*Source records:*
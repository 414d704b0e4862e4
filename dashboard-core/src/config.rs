//! Dashboard configuration.

use std::net::SocketAddr;
use std::path::{Path, PathBuf};

use config::{Config, File};
use serde::Deserialize;

use crate::error::{DashboardError, DashboardResult};

/// Config file looked up in the working directory.
pub const CONFIG_FILE: &str = "dashboard.toml";

static DEFAULT_BIND_ADDRESS: &str = "0.0.0.0:5002";
static DEFAULT_FORECAST_URL: &str = "https://api.open-meteo.com/v1/forecast";
static DEFAULT_USER_AGENT: &str = "Mozilla/5.0";
static DEFAULT_SCHEDULE_PATH: &str = "schedule.json";

// Seattle
const DEFAULT_LATITUDE: f64 = 47.6062;
const DEFAULT_LONGITUDE: f64 = -122.3321;

fn default_bind_address() -> SocketAddr {
    SocketAddr::from(([0, 0, 0, 0], 5002))
}

fn default_forecast_url() -> String {
    DEFAULT_FORECAST_URL.to_string()
}

fn default_latitude() -> f64 {
    DEFAULT_LATITUDE
}

fn default_longitude() -> f64 {
    DEFAULT_LONGITUDE
}

fn default_user_agent() -> String {
    DEFAULT_USER_AGENT.to_string()
}

fn default_schedule_path() -> PathBuf {
    PathBuf::from(DEFAULT_SCHEDULE_PATH)
}

/// Top-level configuration read from `dashboard.toml`.
///
/// Every field has a default, so an empty or missing file yields a
/// working setup that serves Seattle's forecast on port 5002.
#[derive(Deserialize, Clone, Debug)]
pub struct DashboardConfig {
    #[serde(default = "default_bind_address")]
    pub bind_address: SocketAddr,

    #[serde(default)]
    pub forecast: ForecastConfig,

    #[serde(default)]
    pub schedule: ScheduleConfig,
}

/// Where and how the forecast provider is queried.
#[derive(Deserialize, Clone, Debug)]
pub struct ForecastConfig {
    #[serde(default = "default_forecast_url")]
    pub base_url: String,

    #[serde(default = "default_latitude")]
    pub latitude: f64,

    #[serde(default = "default_longitude")]
    pub longitude: f64,

    #[serde(default = "default_user_agent")]
    pub user_agent: String,
}

#[derive(Deserialize, Clone, Debug)]
pub struct ScheduleConfig {
    #[serde(default = "default_schedule_path")]
    pub path: PathBuf,
}

impl Default for DashboardConfig {
    fn default() -> Self {
        DashboardConfig {
            bind_address: default_bind_address(),
            forecast: ForecastConfig::default(),
            schedule: ScheduleConfig::default(),
        }
    }
}

impl Default for ForecastConfig {
    fn default() -> Self {
        ForecastConfig {
            base_url: default_forecast_url(),
            latitude: default_latitude(),
            longitude: default_longitude(),
            user_agent: default_user_agent(),
        }
    }
}

impl Default for ScheduleConfig {
    fn default() -> Self {
        ScheduleConfig {
            path: default_schedule_path(),
        }
    }
}

impl DashboardConfig {
    /// Load `dashboard.toml` from the working directory, writing a
    /// commented-out default file first if there is none.
    pub fn load() -> DashboardResult<Self> {
        let config_path = PathBuf::from(CONFIG_FILE);

        if !config_path.exists() {
            Self::create_default_config(&config_path)?;
        }

        Self::load_from(&config_path)
    }

    pub fn load_from(path: &Path) -> DashboardResult<Self> {
        Config::builder()
            .add_source(File::from(path).required(false))
            .build()
            .map_err(|e| DashboardError::Config(e.to_string()))?
            .try_deserialize()
            .map_err(|e| DashboardError::Config(e.to_string()))
    }

    /// Schedule file path with `~` expanded.
    pub fn schedule_path(&self) -> PathBuf {
        let full_path_str =
            shellexpand::tilde(&self.schedule.path.to_string_lossy()).into_owned();

        PathBuf::from(full_path_str)
    }

    /// Create a default config file with all options commented out.
    pub fn create_default_config(path: &Path) -> DashboardResult<()> {
        let contents = format!(
            "\
# dashboard configuration

# Address the web server listens on:
# bind_address = \"{DEFAULT_BIND_ADDRESS}\"

[forecast]
# base_url = \"{DEFAULT_FORECAST_URL}\"
# latitude = {DEFAULT_LATITUDE}
# longitude = {DEFAULT_LONGITUDE}
# user_agent = \"{DEFAULT_USER_AGENT}\"

[schedule]
# Where schedule entries are stored:
# path = \"{DEFAULT_SCHEDULE_PATH}\"
"
        );

        if let Some(parent) = path.parent().filter(|p| !p.as_os_str().is_empty()) {
            std::fs::create_dir_all(parent).map_err(|e| {
                DashboardError::Config(format!("Could not create config directory: {e}"))
            })?;
        }

        std::fs::write(path, contents)
            .map_err(|e| DashboardError::Config(format!("Could not write config file: {e}")))?;

        Ok(())
    }
}
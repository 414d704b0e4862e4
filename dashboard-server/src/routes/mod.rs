pub mod index;
pub mod schedule;
pub mod weather;

use axum::{
    Json, Router,
    http::StatusCode,
    response::{IntoResponse, Response},
};
use serde::Serialize;

use crate::state::AppState;

/// All endpoints, ready for `with_state`.
pub fn router() -> Router<AppState> {
    Router::new()
        .merge(index::router())
        .merge(weather::router())
        .merge(schedule::router())
}

/// Standard API error response
#[derive(Serialize)]
pub struct ErrorResponse {
    pub error: String,
}

/// A fixed error body with the given status.
pub fn error_response(status: StatusCode, message: &str) -> Response {
    let body = Json(ErrorResponse {
        error: message.to_string(),
    });
    (status, body).into_response()
}

#[derive(Serialize)]
pub struct StatusResponse {
    pub status: &'static str,
}

impl StatusResponse {
    pub fn ok() -> Json<StatusResponse> {
        Json(StatusResponse { status: "ok" })
    }
}

/// Convert anyhow errors to a generic 500; the detail only goes to the log
pub struct AppError(anyhow::Error);

impl IntoResponse for AppError {
    fn into_response(self) -> Response {
        tracing::error!("Request failed: {:#}", self.0);
        error_response(StatusCode::INTERNAL_SERVER_ERROR, "Failed")
    }
}

impl<E> From<E> for AppError
where
    E: Into<anyhow::Error>,
{
    fn from(err: E) -> Self {
        Self(err.into())
    }
}
//! Schedule list endpoints

use axum::{
    Json, Router,
    extract::{State, rejection::JsonRejection},
    http::StatusCode,
    response::{IntoResponse, Response},
    routing::{get, post},
};
use serde::Deserialize;

use dashboard_core::{ScheduleEntry, ScheduleList};

use crate::routes::{AppError, StatusResponse, error_response};
use crate::state::AppState;

pub fn router() -> Router<AppState> {
    Router::new()
        .route("/api/schedule", get(list_entries).post(add_entry))
        .route("/api/schedule/delete", post(delete_entry))
}

/// GET /api/schedule - All entries in insertion order
async fn list_entries(State(state): State<AppState>) -> Json<ScheduleList> {
    Json(state.schedule.load())
}

/// POST /api/schedule - Append the request body as a new entry
///
/// A missing or invalid body and a failed write both answer 400
/// `{"error": "err"}`.
async fn add_entry(
    State(state): State<AppState>,
    payload: Result<Json<ScheduleEntry>, JsonRejection>,
) -> Response {
    let entry = match payload {
        Ok(Json(entry)) => entry,
        Err(rejection) => {
            tracing::debug!("Rejected schedule entry: {}", rejection.body_text());
            return error_response(StatusCode::BAD_REQUEST, "err");
        }
    };

    match state.schedule.append(entry) {
        Ok(()) => StatusResponse::ok().into_response(),
        Err(e) => {
            tracing::error!("Failed to save schedule: {}", e);
            error_response(StatusCode::BAD_REQUEST, "err")
        }
    }
}

/// Request body for deleting an entry
#[derive(Deserialize)]
pub struct DeleteRequest {
    pub index: i64,
}

/// POST /api/schedule/delete - Remove the entry at `index`
///
/// Out-of-range indexes are ignored and still answer ok. A body without an
/// integer `index` gets axum's default JSON rejection.
async fn delete_entry(
    State(state): State<AppState>,
    Json(req): Json<DeleteRequest>,
) -> Result<Json<StatusResponse>, AppError> {
    state.schedule.remove_at(req.index)?;
    Ok(StatusResponse::ok())
}
use computor_ast::{Degree, Monomial, SolutionSet, SparsePolynomial};
use computor_solver::{normalize, solve};
use proptest::prelude::*;

fn arb_monomial() -> impl Strategy<Value = Monomial> {
    let coefficient = (-50i32..=50).prop_map(f64::from);
    prop_oneof![
        4 => (coefficient.clone(), 0u32..6).prop_map(|(c, e)| Monomial::power(c, e)),
        1 => coefficient.prop_map(Monomial::folded),
    ]
}

fn arb_sparse() -> impl Strategy<Value = SparsePolynomial> {
    prop::collection::vec(arb_monomial(), 0..12)
        .prop_map(|monomials| monomials.into_iter().collect())
}

proptest! {
    #![proptest_config(ProptestConfig::with_cases(256))]

    #[test]
    fn canonical_has_no_trailing_zero(sparse in arb_sparse()) {
        let n = normalize(sparse);
        let coefficients = n.polynomial.coefficients();
        if coefficients.len() > 1 {
            prop_assert_ne!(coefficients[coefficients.len() - 1], 0.0);
        }
    }

    #[test]
    fn renormalizing_is_a_fixed_point(sparse in arb_sparse()) {
        let first = normalize(sparse);
        let second = normalize(first.polynomial.to_sparse());
        prop_assert_eq!(first, second);
    }

    #[test]
    fn folded_terms_only_touch_the_constant(
        sparse in arb_sparse(),
        extra in -50i32..=50,
    ) {
        let extra = f64::from(extra);
        let base = normalize(sparse.clone());

        let mut with_folded = sparse;
        with_folded.add_monomial(Monomial::folded(extra));
        let folded = normalize(with_folded);

        let len = base.polynomial.len().max(folded.polynomial.len());
        for i in 1..len {
            prop_assert_eq!(base.polynomial.coefficient(i), folded.polynomial.coefficient(i));
        }
        prop_assert_eq!(base.polynomial.coefficient(0) + extra, folded.polynomial.coefficient(0));
    }

    #[test]
    fn degree_matches_length(sparse in arb_sparse()) {
        let n = normalize(sparse);
        match n.degree {
            Degree::Identity => prop_assert!(n.polynomial.is_zero()),
            Degree::Contradiction => prop_assert_eq!(n.polynomial.len(), 1),
            Degree::Exact(d) => prop_assert_eq!(n.polynomial.len(), d + 1),
        }
    }

    #[test]
    fn real_roots_satisfy_the_equation(
        a in (1i32..=20).prop_flat_map(|m| prop_oneof![Just(m), Just(-m)]),
        b in -50i32..=50,
        c in -50i32..=50,
    ) {
        let (a, b, c) = (f64::from(a), f64::from(b), f64::from(c));
        let sparse: SparsePolynomial = [
            Monomial::power(a, 2),
            Monomial::power(b, 1),
            Monomial::constant(c),
        ]
        .into_iter()
        .collect();
        let n = normalize(sparse);
        let solution = solve(&n).unwrap();

        for x in solution.real_roots() {
            let residual = a * x * x + b * x + c;
            let scale = a.abs() * x * x + b.abs() * x.abs() + c.abs() + 1.0;
            prop_assert!(residual.abs() <= 1e-9 * scale, "x = {x}, residual = {residual}");
        }
        if let SolutionSet::Two(x1, x2) = solution {
            prop_assert!(x1 < x2);
        }
    }
}
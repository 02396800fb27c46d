//! Source spans for error reporting.

/// Byte range `[start, end)` into the equation text.
#[derive(Debug, Clone, Copy, PartialEq, Eq, Default)]
pub struct Span {
    pub start: usize,
    pub end: usize,
}

impl Span {
    pub fn new(start: usize, end: usize) -> Self {
        Self { start, end }
    }

    /// Zero-width span at `offset`, used for "reached end of input" errors.
    pub fn at(offset: usize) -> Self {
        Self {
            start: offset,
            end: offset,
        }
    }

    pub fn is_empty(&self) -> bool {
        self.start == self.end
    }

    pub fn len(&self) -> usize {
        self.end.saturating_sub(self.start)
    }

    /// Smallest span covering both `self` and `other`.
    pub fn join(self, other: Span) -> Span {
        Span::new(self.start.min(other.start), self.end.max(other.end))
    }
}

impl std::fmt::Display for Span {
    fn fmt(&self, f: &mut std::fmt::Formatter<'_>) -> std::fmt::Result {
        write!(f, "{}..{}", self.start, self.end)
    }
}

#[cfg(test)]
mod tests {
    use super::*;

    #[test]
    fn test_span_len_and_display() {
        let span = Span::new(3, 7);
        assert_eq!(span.len(), 4);
        assert!(!span.is_empty());
        assert_eq!(span.to_string(), "3..7");
    }

    #[test]
    fn test_span_at_is_empty() {
        let span = Span::at(12);
        assert!(span.is_empty());
        assert_eq!(span.len(), 0);
    }

    #[test]
    fn test_span_join() {
        assert_eq!(Span::new(4, 5).join(Span::new(0, 2)), Span::new(0, 5));
    }
}
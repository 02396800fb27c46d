//! Output roles and their terminal styles.

use owo_colors::{OwoColorize, Style};

/// What a piece of output means, independent of how it is colored.
#[derive(Debug, Clone, Copy, PartialEq, Eq, Hash)]
pub enum Role {
    Prompt,
    Positive,
    Negative,
    Neutral,
}

/// Pure `text -> styled text` mapping.
pub trait Styler {
    fn colorize(&self, text: &str, role: Role) -> String;
}

/// Leaves text untouched (pipes, `--color never`, tests).
#[derive(Debug, Clone, Copy, Default)]
pub struct PlainStyler;

impl Styler for PlainStyler {
    fn colorize(&self, text: &str, _role: Role) -> String {
        text.to_string()
    }
}

/// ANSI styles keyed by role.
#[derive(Debug, Clone)]
pub struct AnsiStyler {
    pub prompt: Style,
    pub positive: Style,
    pub negative: Style,
    pub neutral: Style,
}

impl Default for AnsiStyler {
    fn default() -> Self {
        Self {
            prompt: Style::new().blue().bold(),
            positive: Style::new().green().bold(),
            negative: Style::new().red().bold(),
            neutral: Style::new().yellow().bold(),
        }
    }
}

impl AnsiStyler {
    pub fn style(&self, role: Role) -> Style {
        match role {
            Role::Prompt => self.prompt,
            Role::Positive => self.positive,
            Role::Negative => self.negative,
            Role::Neutral => self.neutral,
        }
    }
}

impl Styler for AnsiStyler {
    fn colorize(&self, text: &str, role: Role) -> String {
        text.style(self.style(role)).to_string()
    }
}

#[cfg(test)]
mod tests {
    use super::*;

    #[test]
    fn test_plain_styler_is_identity() {
        assert_eq!(PlainStyler.colorize("X = 1", Role::Positive), "X = 1");
    }

    #[test]
    fn test_ansi_styler_wraps_text() {
        let styled = AnsiStyler::default().colorize("2nd", Role::Positive);
        assert!(styled.contains("2nd"));
        assert!(styled.starts_with("\u{1b}["));
        assert_ne!(styled, "2nd");
    }

    #[test]
    fn test_ansi_styler_roles_differ() {
        let styler = AnsiStyler::default();
        let positive = styler.colorize("x", Role::Positive);
        let negative = styler.colorize("x", Role::Negative);
        assert_ne!(positive, negative);
    }
}
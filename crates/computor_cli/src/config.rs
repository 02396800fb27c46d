use std::fs;
use std::io::IsTerminal;
use std::path::Path;

use computor_formatter::{AnsiStyler, PlainStyler, RenderOptions, Styler};
use serde::{Deserialize, Serialize};
use tracing::warn;

pub const DEFAULT_CONFIG_FILE: &str = "computor.toml";

#[derive(Debug, Clone, Copy, PartialEq, Eq, Serialize, Deserialize, clap::ValueEnum)]
#[serde(rename_all = "lowercase")]
pub enum ColorMode {
    /// Color when stdout is a terminal and NO_COLOR is unset
    Auto,
    Always,
    Never,
}

#[derive(Debug, Clone, PartialEq, Serialize, Deserialize)]
#[serde(default)]
pub struct ComputorConfig {
    pub color: ColorMode,
    /// Decimal places for values without a short exact form
    pub precision: usize,
    /// Keep read-loop history in ~/.computor_history
    pub history: bool,
    /// Inputs that end the read-loop
    pub quit_words: Vec<String>,
}

impl Default for ComputorConfig {
    fn default() -> Self {
        Self {
            color: ColorMode::Auto,
            precision: 6,
            history: true,
            quit_words: vec!["Q".to_string(), "quit".to_string(), "exit".to_string()],
        }
    }
}

impl ComputorConfig {
    /// Load `./computor.toml`, falling back to defaults.
    pub fn load() -> Self {
        let path = Path::new(DEFAULT_CONFIG_FILE);
        if path.exists() {
            Self::load_from(path)
        } else {
            Self::default()
        }
    }

    /// Load a config file; unreadable or invalid files yield defaults.
    pub fn load_from(path: &Path) -> Self {
        match fs::read_to_string(path) {
            Ok(content) => match Self::parse(&content) {
                Ok(config) => config,
                Err(e) => {
                    warn!(path = %path.display(), error = %e, "invalid config file, using defaults");
                    Self::default()
                }
            },
            Err(e) => {
                warn!(path = %path.display(), error = %e, "cannot read config file, using defaults");
                Self::default()
            }
        }
    }

    pub fn parse(content: &str) -> Result<Self, toml::de::Error> {
        toml::from_str(content)
    }

    pub fn render_options(&self) -> RenderOptions {
        RenderOptions {
            precision: self.precision,
        }
    }

    pub fn use_color(&self) -> bool {
        match self.color {
            ColorMode::Always => true,
            ColorMode::Never => false,
            ColorMode::Auto => {
                std::env::var_os("NO_COLOR").is_none() && std::io::stdout().is_terminal()
            }
        }
    }

    pub fn styler(&self) -> Box<dyn Styler> {
        if self.use_color() {
            Box::new(AnsiStyler::default())
        } else {
            Box::new(PlainStyler)
        }
    }

    pub fn is_quit_word(&self, line: &str) -> bool {
        self.quit_words.iter().any(|w| w == line)
    }
}

#[cfg(test)]
mod tests {
    use super::*;

    #[test]
    fn test_parse_partial_config_keeps_defaults() {
        let config = ComputorConfig::parse("precision = 3\ncolor = \"never\"\n").unwrap();
        assert_eq!(config.precision, 3);
        assert_eq!(config.color, ColorMode::Never);
        assert!(config.history);
        assert!(config.is_quit_word("Q"));
    }

    #[test]
    fn test_parse_rejects_bad_color() {
        assert!(ComputorConfig::parse("color = \"sometimes\"").is_err());
    }

    #[test]
    fn test_load_from_missing_file_uses_defaults() {
        let config = ComputorConfig::load_from(Path::new("/nonexistent/computor.toml"));
        assert_eq!(config, ComputorConfig::default());
    }

    #[test]
    fn test_custom_quit_words() {
        let config = ComputorConfig::parse("quit_words = [\"bye\"]").unwrap();
        assert!(config.is_quit_word("bye"));
        assert!(!config.is_quit_word("Q"));
    }

    #[test]
    fn test_never_color_is_plain() {
        let config = ComputorConfig {
            color: ColorMode::Never,
            ..ComputorConfig::default()
        };
        assert!(!config.use_color());
    }
}
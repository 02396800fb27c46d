use computor_ast::Span;
use computor_parser::ParseError;
use computor_solver::SolveError;
use thiserror::Error;

/// Any failure that aborts one pipeline run.
#[derive(Error, Debug, Clone, PartialEq)]
pub enum CoreError {
    #[error(transparent)]
    Parse(#[from] ParseError),
    #[error(transparent)]
    Solve(#[from] SolveError),
}

impl CoreError {
    /// Stable category name: tokenization, syntax, semantic or internal.
    pub fn kind(&self) -> &'static str {
        match self {
            CoreError::Parse(e) => e.kind().as_str(),
            CoreError::Solve(_) => "internal",
        }
    }

    /// Location in the input, when the error has one.
    pub fn span(&self) -> Option<Span> {
        match self {
            CoreError::Parse(e) => Some(e.span()),
            CoreError::Solve(_) => None,
        }
    }
}
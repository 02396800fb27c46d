//! Lazy tokenizer.
//!
//! Patterns are tried in priority order at each position: number, `-`, `+`,
//! `*`, `^`, `=`, the variable letter. Whitespace is skipped. The first
//! unrecognized character ends the stream with an error.

use computor_ast::{Span, Token, TokenKind};
use nom::{
    branch::alt,
    bytes::complete::take_while,
    character::complete::{char, digit0, digit1, one_of},
    combinator::{opt, recognize, value},
    sequence::pair,
    IResult,
};

use crate::error::ParseError;

// Digits with at most one decimal point: 12, 1.5, 3.
fn number(input: &str) -> IResult<&str, TokenKind> {
    value(
        TokenKind::Number,
        recognize(pair(digit1, opt(pair(char('.'), digit0)))),
    )(input)
}

fn symbol(input: &str) -> IResult<&str, TokenKind> {
    alt((
        value(TokenKind::Minus, char('-')),
        value(TokenKind::Plus, char('+')),
        value(TokenKind::Star, char('*')),
        value(TokenKind::Caret, char('^')),
        value(TokenKind::Equals, char('=')),
        value(TokenKind::Variable, one_of("xX")),
    ))(input)
}

fn token_kind(input: &str) -> IResult<&str, TokenKind> {
    alt((number, symbol))(input)
}

fn whitespace(input: &str) -> IResult<&str, &str> {
    take_while(char::is_whitespace)(input)
}

/// Single-pass token stream over an equation.
///
/// Yields `Err` at most once; after that it is exhausted.
#[derive(Debug)]
pub struct Lexer<'a> {
    source: &'a str,
    offset: usize,
    failed: bool,
}

impl<'a> Lexer<'a> {
    pub fn new(source: &'a str) -> Self {
        Self {
            source,
            offset: 0,
            failed: false,
        }
    }

    /// Byte length of the source, where end-of-input errors point.
    pub fn source_len(&self) -> usize {
        self.source.len()
    }
}

impl<'a> Iterator for Lexer<'a> {
    type Item = Result<Token<'a>, ParseError>;

    fn next(&mut self) -> Option<Self::Item> {
        if self.failed {
            return None;
        }

        let rest = &self.source[self.offset..];
        let trimmed = whitespace(rest).map_or(rest, |(remaining, _)| remaining);
        self.offset += rest.len() - trimmed.len();

        let ch = trimmed.chars().next()?;
        match token_kind(trimmed) {
            Ok((remaining, kind)) => {
                let start = self.offset;
                self.offset += trimmed.len() - remaining.len();
                let span = Span::new(start, self.offset);
                Some(Ok(Token::new(kind, &self.source[start..self.offset], span)))
            }
            Err(_) => {
                self.failed = true;
                let span = Span::new(self.offset, self.offset + ch.len_utf8());
                Some(Err(ParseError::Tokenize { ch, span }))
            }
        }
    }
}

/// Tokenize `text` lazily.
pub fn tokenize(text: &str) -> Lexer<'_> {
    Lexer::new(text)
}
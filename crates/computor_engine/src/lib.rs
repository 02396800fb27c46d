//! Equation pipeline: text -> tokens -> sparse polynomial -> canonical
//! polynomial + degree -> solution -> display lines.
//!
//! Every call owns its intermediate state; nothing is shared between
//! equations.

pub mod error;
pub mod pipeline;

pub use computor_formatter::RenderOptions;
pub use error::CoreError;
pub use pipeline::{analyze, solve_equation, solve_equation_with, Report};
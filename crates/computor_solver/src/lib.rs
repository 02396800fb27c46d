//! Normalization and closed-form solving of reduced polynomial equations.

pub mod error;
pub mod normalize;
pub mod solve;

pub use error::SolveError;
pub use normalize::normalize;
pub use solve::{discriminant, solve};
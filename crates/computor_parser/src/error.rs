use computor_ast::Span;
use thiserror::Error;

/// Broad category of a [`ParseError`].
#[derive(Debug, Clone, Copy, PartialEq, Eq)]
pub enum ErrorKind {
    Tokenization,
    Syntax,
    Semantic,
}

impl ErrorKind {
    pub fn as_str(&self) -> &'static str {
        match self {
            ErrorKind::Tokenization => "tokenization",
            ErrorKind::Syntax => "syntax",
            ErrorKind::Semantic => "semantic",
        }
    }
}

#[derive(Error, Debug, Clone, PartialEq)]
pub enum ParseError {
    /// Character matching no token pattern.
    #[error("unrecognized character '{ch}'")]
    Tokenize { ch: char, span: Span },

    /// Token stream does not match the grammar.
    #[error("expected {expected}, found {found}")]
    UnexpectedToken {
        expected: String,
        found: String,
        span: Span,
    },

    /// Tokens left over after a complete equation.
    #[error("unexpected {found} after the end of the equation")]
    TrailingInput { found: String, span: Span },

    /// Grammatically valid input breaking a domain rule.
    #[error("{message}")]
    Semantic { message: String, span: Span },
}

impl ParseError {
    pub fn semantic(message: impl Into<String>, span: Span) -> Self {
        ParseError::Semantic {
            message: message.into(),
            span,
        }
    }

    pub fn kind(&self) -> ErrorKind {
        match self {
            ParseError::Tokenize { .. } => ErrorKind::Tokenization,
            ParseError::UnexpectedToken { .. } | ParseError::TrailingInput { .. } => {
                ErrorKind::Syntax
            }
            ParseError::Semantic { .. } => ErrorKind::Semantic,
        }
    }

    pub fn span(&self) -> Span {
        match self {
            ParseError::Tokenize { span, .. }
            | ParseError::UnexpectedToken { span, .. }
            | ParseError::TrailingInput { span, .. }
            | ParseError::Semantic { span, .. } => *span,
        }
    }
}
//! Human-readable rendering of reduced equations and their solutions.
//!
//! Rendering produces [`Line`]s made of role-tagged segments; turning roles
//! into terminal colors is left to a [`Styler`].

pub mod line;
pub mod render;
pub mod style;

pub use line::{Line, Segment};
pub use render::{
    degree_line, format_number, format_value, ordinal, reduced_form_line, render,
    solution_lines, RenderOptions, Rendered,
};
pub use style::{AnsiStyler, PlainStyler, Role, Styler};
/// Solution set of a reduced equation.
#[derive(Debug, Clone, Copy, PartialEq)]
pub enum SolutionSet {
    /// `0 = 0`.
    AllReals,
    /// `c = 0` with `c != 0`.
    NoSolution,
    /// Single real root (linear, or quadratic with zero discriminant).
    One(f64),
    /// Two distinct real roots, lower first.
    Two(f64, f64),
    /// Conjugate pair `real +/- i * imag`.
    TwoComplex { real: f64, imag: f64 },
    /// Degree 3 or higher.
    Unsupported,
}

impl SolutionSet {
    /// Real roots in reporting order (empty for non-discrete sets).
    pub fn real_roots(&self) -> Vec<f64> {
        match self {
            SolutionSet::One(x) => vec![*x],
            SolutionSet::Two(x1, x2) => vec![*x1, *x2],
            _ => Vec::new(),
        }
    }

    /// Short machine-readable tag.
    pub fn kind(&self) -> &'static str {
        match self {
            SolutionSet::AllReals => "all_reals",
            SolutionSet::NoSolution => "no_solution",
            SolutionSet::One(_) => "one",
            SolutionSet::Two(_, _) => "two",
            SolutionSet::TwoComplex { .. } => "two_complex",
            SolutionSet::Unsupported => "unsupported",
        }
    }
}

*Task to carry out:* Write out a verbatim copy of the data, beginning with its first line and ending with the line that contains "static DEFAULT_BIND_ADDRESS: &str".

*Exercise output:*
repository 414d704b0e4862e4
filename dashboard-core/src/config.rs
//! Dashboard configuration.

use std::net::SocketAddr;
use std::path::{Path, PathBuf};

use config::{Config, File};
use serde::Deserialize;

use crate::error::{DashboardError, DashboardResult};

/// Config file looked up in the working directory.
pub const CONFIG_FILE: &str = "dashboard.toml";

static DEFAULT_BIND_ADDRESS: &str = "0.0.0.0:5002";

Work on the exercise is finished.